So you're not paying the beurocracy hired to regulate the health care system? And, since they're government employees under Obama, who's gonna pay their union organizers?
Large companies have superfluous bureaucracy too, and all sorts of overheads that just aren't applicable to governments, and then you have the profit issue which makes up a significant percentage of the cost. So in terms of a simple equation, you have -
Government: Bureaucracy, some overheads, actual cost of healtchare
Companies: Bureaucracy, more overheads, need for profit, actual cost of healthcare.
Furthermore, when you are with healthcare company X, their costs are subdivided amongst their subscribers. In a public healthcare system, costs are subdivided amongst everyone else in the country. Obviously the costs are going to go up because you are covering everyone as opposed to just a few people, but you have to consider that the costs of insuring people don't necessarily scale linearly to how many people you are insuring, so it's cheaper for one entity to insure a larger number of people than it is for a large number of entities to insure a small number of people each.
I don't necessarily think that public healthcare is "better" than private healthcare. Over here, we have public healthcare, but lots of people (including my family) have private health insurance. This is because with private healthcare there is shorter waiting lists and a better selection of treatments. But the issue is A) the expensive nature of US healthcare that necessitates health insurance to get healthcare and B) the huge percentage of the American population that cannot afford health insurance and therefore cannot affort healthcare. For them, any sort of healthcare system is better than none.

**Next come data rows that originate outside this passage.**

//! Persistence collaborator
//!
//! Abstraction over the shared persistent store. Logical tables:
//! `documents`, `document_versions`, `document_workflows`,
//! `workflow_steps`, `audit_entries`.
//!
//! The contract encodes the two critical sections of the system:
//! - [`Persistence::commit_version`] performs the current-pointer swap
//!   as one atomic unit, compare-and-swapped against the expected
//!   current version and re-checked against the workflow lock
//! - [`Persistence::commit_transition`] applies a workflow/step status
//!   change as one atomic unit, rejecting a second blocking workflow on
//!   the same document at activation
//!
//! Readers observe consistent snapshots: a partially committed version
//! or transition is never visible.

mod memory;

pub use memory::InMemoryPersistence;

use thiserror::Error;
use uuid::Uuid;

use crate::audit::AuditEntry;
use crate::versioning::{Document, SortOrder, Version};
use crate::workflow::{Workflow, WorkflowStep};

/// Result type for persistence operations.
pub type PersistenceResult<T> = Result<T, PersistenceError>;

/// Persistence errors.
///
/// Conflict variants surface lost races on the per-document critical
/// section; callers may retry after re-reading.
#[derive(Debug, Clone, Error)]
pub enum PersistenceError {
    #[error("Document not found: {0}")]
    DocumentNotFound(Uuid),

    #[error("Document already exists: {0}")]
    DocumentAlreadyExists(Uuid),

    #[error("Version not found: {0}")]
    VersionNotFound(Uuid),

    #[error("Workflow not found: {0}")]
    WorkflowNotFound(Uuid),

    #[error("Workflow step not found: {0}")]
    StepNotFound(Uuid),

    #[error("Current version conflict on document {document_id}: expected {expected}, found {found}")]
    CurrentVersionConflict {
        document_id: Uuid,
        expected: Uuid,
        found: Uuid,
    },

    #[error("Document {document_id} is locked by workflow {workflow_id}")]
    DocumentLocked {
        document_id: Uuid,
        workflow_id: Uuid,
    },

    #[error("Document {document_id} already has blocking workflow {existing_workflow_id}")]
    WorkflowConflict {
        document_id: Uuid,
        existing_workflow_id: Uuid,
    },

    #[error("Internal persistence error: {0}")]
    Internal(String),
}

/// An atomic new-version commit.
///
/// Applied as one unit: insert the version row with `is_current = true`,
/// flip the previous current's flag to false, and repoint
/// `Document::current_version_id`. Nothing is visible if any part fails.
#[derive(Debug, Clone)]
pub struct VersionCommit {
    /// The document receiving the version.
    pub document_id: Uuid,
    /// The fully built version row. `version_number` must be the
    /// successor of the expected current version's number.
    pub version: Version,
    /// Compare-and-swap guard: the commit fails with
    /// [`PersistenceError::CurrentVersionConflict`] unless the
    /// document's current version id still equals this value.
    pub expected_current: Uuid,
    /// When true, the commit fails with
    /// [`PersistenceError::DocumentLocked`] if a blocking workflow
    /// exists at commit time. Closes the check-then-act window between
    /// the caller's lock probe and the write.
    pub require_unlocked: bool,
}

/// An atomic workflow transition.
#[derive(Debug, Clone)]
pub struct WorkflowTransition {
    /// The workflow row after the transition.
    pub workflow: Workflow,
    /// The decided step after the transition, when the transition
    /// involves one (step completion). `None` for activation.
    pub step: Option<WorkflowStep>,
}

/// CRUD plus multi-row transactional commits over the logical tables.
///
/// Implementations must serialize writes per document so that two
/// concurrent writers can never allocate the same version number, leave
/// two versions current, or write a version after a workflow
/// concurrently activated.
pub trait Persistence: Send + Sync {
    // documents

    /// Insert a document together with its initial version (number 1,
    /// current) as one atomic unit.
    fn insert_document(&self, document: Document, initial: Version) -> PersistenceResult<()>;

    /// Fetch a document row.
    fn document(&self, id: Uuid) -> PersistenceResult<Option<Document>>;

    /// Soft-delete a document. Versions are retained.
    fn mark_document_deleted(&self, id: Uuid) -> PersistenceResult<()>;

    // versions

    /// Apply an atomic new-version commit. See [`VersionCommit`].
    fn commit_version(&self, commit: VersionCommit) -> PersistenceResult<()>;

    /// Fetch a version row.
    fn version(&self, id: Uuid) -> PersistenceResult<Option<Version>>;

    /// Fetch a version by its number within a document.
    fn version_by_number(
        &self,
        document_id: Uuid,
        version_number: u64,
    ) -> PersistenceResult<Option<Version>>;

    /// The current version for a document.
    fn current_version(&self, document_id: Uuid) -> PersistenceResult<Option<Version>>;

    /// One page of a document's versions plus a has-more flag.
    fn versions_for_document(
        &self,
        document_id: Uuid,
        sort: SortOrder,
        limit: usize,
        offset: usize,
    ) -> PersistenceResult<(Vec<Version>, bool)>;

    // workflows

    /// Insert a workflow with its steps as one atomic unit.
    fn insert_workflow(
        &self,
        workflow: Workflow,
        steps: Vec<WorkflowStep>,
    ) -> PersistenceResult<()>;

    /// Fetch a workflow row.
    fn workflow(&self, id: Uuid) -> PersistenceResult<Option<Workflow>>;

    /// Fetch a step row.
    fn step(&self, id: Uuid) -> PersistenceResult<Option<WorkflowStep>>;

    /// All steps of a workflow, ordered by step number.
    fn steps_for_workflow(&self, workflow_id: Uuid) -> PersistenceResult<Vec<WorkflowStep>>;

    /// The blocking (Active or OnHold) workflow for a document, if any.
    fn blocking_workflow(&self, document_id: Uuid) -> PersistenceResult<Option<Workflow>>;

    /// Apply an atomic workflow transition. An activation (stored row
    /// Draft, new row Active) fails with
    /// [`PersistenceError::WorkflowConflict`] if another blocking
    /// workflow exists for the same document at commit time.
    fn commit_transition(&self, transition: WorkflowTransition) -> PersistenceResult<()>;

    // audit

    /// Append an audit entry.
    fn append_audit(&self, entry: AuditEntry) -> PersistenceResult<()>;

    /// The chronological audit trail for a workflow.
    fn audit_trail(&self, workflow_id: Uuid) -> PersistenceResult<Vec<AuditEntry>>;
}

In fact, in some ways it's good that people who can afford private healthcare will probably go for the private healthcare, because it means that the public healthcare's resources are dedicated to the people who really need it the most. Because the private companies now have to compete with free insurance, they will have to offer a more competitive service, and thus you can argue that those who pay for private healthcare will end up saving money and getting better service, even if they have to effectively pay the medical bills of the guy who sweeps the streets or works on a building site or whatever.
I don't know about you, but I think healthcare, education and security are the bare minimum of what a government should provide to its people.
As far as I'm concerned, the federal government should be as small and unobtrusive as possible. Stick to national defense and interstate commerce regulation. Fund yourself through tariffs. Stay away from my paycheck and leave everything else to the states and individuals.
Last I checked, more Americans are dying from health problems than national defense issues.
Again, when done at a national as opposed to state level, you cut down costs by having more people chip in. If we assume that that some sort of socialized healthcare is a good idea, then having a common system for all states cuts down on superfluous duplication of functionality which only serves to waste money on each state's red tape. It makes an awful lot of sense in terms of saving money and increasing efficiency.
I guess what I'm saying is that the debate is whether or not social healthcare is a good idea, not whether "big government" should be getting involved, because whether or not big government should get involved depends entirely on whether it's a good idea or not.